━━ Given data ━━
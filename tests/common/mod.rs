use futures_util::{SinkExt, StreamExt};
use serde_json::{json, Value};
use sigrelay::config::ServerConfig;
use sigrelay::registry::Registry;
use sigrelay::server::ServerState;
use std::net::SocketAddr;
use std::sync::atomic::AtomicUsize;
use std::sync::Arc;
use std::time::Duration;
use tokio::net::TcpListener;
use tokio_tungstenite::tungstenite::Message;

pub fn test_config(listen: SocketAddr) -> ServerConfig {
    ServerConfig {
        listen,
        metrics_addr: "127.0.0.1:0".parse().unwrap(),
        max_conns: 1000,
        max_payload: 65_536,
        send_queue_depth: 64,
    }
}

pub struct TestClient {
    pub ws_tx: futures_util::stream::SplitSink<
        tokio_tungstenite::WebSocketStream<
            tokio_tungstenite::MaybeTlsStream<tokio::net::TcpStream>,
        >,
        Message,
    >,
    pub ws_rx: futures_util::stream::SplitStream<
        tokio_tungstenite::WebSocketStream<
            tokio_tungstenite::MaybeTlsStream<tokio::net::TcpStream>,
        >,
    >,
}

impl TestClient {
    pub async fn connect(addr: &SocketAddr) -> Self {
        let url = format!("ws://{addr}");
        let (ws, _) = tokio_tungstenite::connect_async(url).await.unwrap();
        let (ws_tx, ws_rx) = ws.split();
        Self { ws_tx, ws_rx }
    }

    pub async fn join(&mut self, room: &str, id: &str, name: &str) {
        self.send_json(&json!({
            "type": "join",
            "room": room,
            "id": id,
            "name": name,
        }))
        .await;
    }

    pub async fn send_json(&mut self, value: &Value) {
        self.send_raw(&value.to_string()).await;
    }

    pub async fn send_raw(&mut self, text: &str) {
        self.ws_tx
            .send(Message::Text(text.to_owned()))
            .await
            .unwrap();
    }

    pub async fn close(mut self) {
        let _ = self.ws_tx.close().await;
    }

    pub async fn recv_json(&mut self) -> Value {
        loop {
            let msg = tokio::time::timeout(Duration::from_secs(5), self.ws_rx.next())
                .await
                .expect("timeout waiting for message")
                .unwrap()
                .unwrap();
            match msg {
                Message::Text(text) => return serde_json::from_str(&text).unwrap(),
                Message::Ping(_) | Message::Pong(_) => {}
                other => panic!("expected text frame, got {other:?}"),
            }
        }
    }

    /// Receive the next `peer_list`, skipping anything else, and return
    /// its members sorted by id.
    pub async fn recv_peer_list(&mut self) -> Vec<(String, String)> {
        loop {
            let value = self.recv_json().await;
            if value["type"] == "peer_list" {
                let mut peers: Vec<(String, String)> = value["peers"]
                    .as_array()
                    .unwrap()
                    .iter()
                    .map(|p| {
                        (
                            p["id"].as_str().unwrap().to_owned(),
                            p["name"].as_str().unwrap().to_owned(),
                        )
                    })
                    .collect();
                peers.sort();
                return peers;
            }
        }
    }

    /// Receive the next frame that is not a `peer_list`.
    pub async fn recv_directed(&mut self) -> Value {
        loop {
            let value = self.recv_json().await;
            if value["type"] != "peer_list" {
                return value;
            }
        }
    }

    pub async fn recv_json_timeout(&mut self, timeout: Duration) -> Option<Value> {
        tokio::time::timeout(timeout, self.recv_json()).await.ok()
    }
}

pub async fn start_server() -> (SocketAddr, Arc<ServerState>) {
    let listener = TcpListener::bind("127.0.0.1:0").await.unwrap();
    let addr = listener.local_addr().unwrap();
    let state = Arc::new(ServerState {
        registry: Registry::new(),
        config: test_config(addr),
        active_connections: AtomicUsize::new(0),
    });

    let state_clone = state.clone();
    tokio::spawn(async move {
        if let Err(e) = sigrelay::run(listener, state_clone).await {
            eprintln!("server error in test: {e}");
        }
    });

    tokio::time::sleep(Duration::from_millis(50)).await;

    (addr, state)
}

/// Poll until `predicate` holds or two seconds pass.
pub async fn wait_until<F: Fn() -> bool>(predicate: F) -> bool {
    for _ in 0..100 {
        if predicate() {
            return true;
        }
        tokio::time::sleep(Duration::from_millis(20)).await;
    }
    predicate()
}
━━━
● **Exercise**
In the data above, copy every line where the string "close" appears.

● **Response to this exercise**
    pub async fn close(mut self) {
        let _ = self.ws_tx.close().await;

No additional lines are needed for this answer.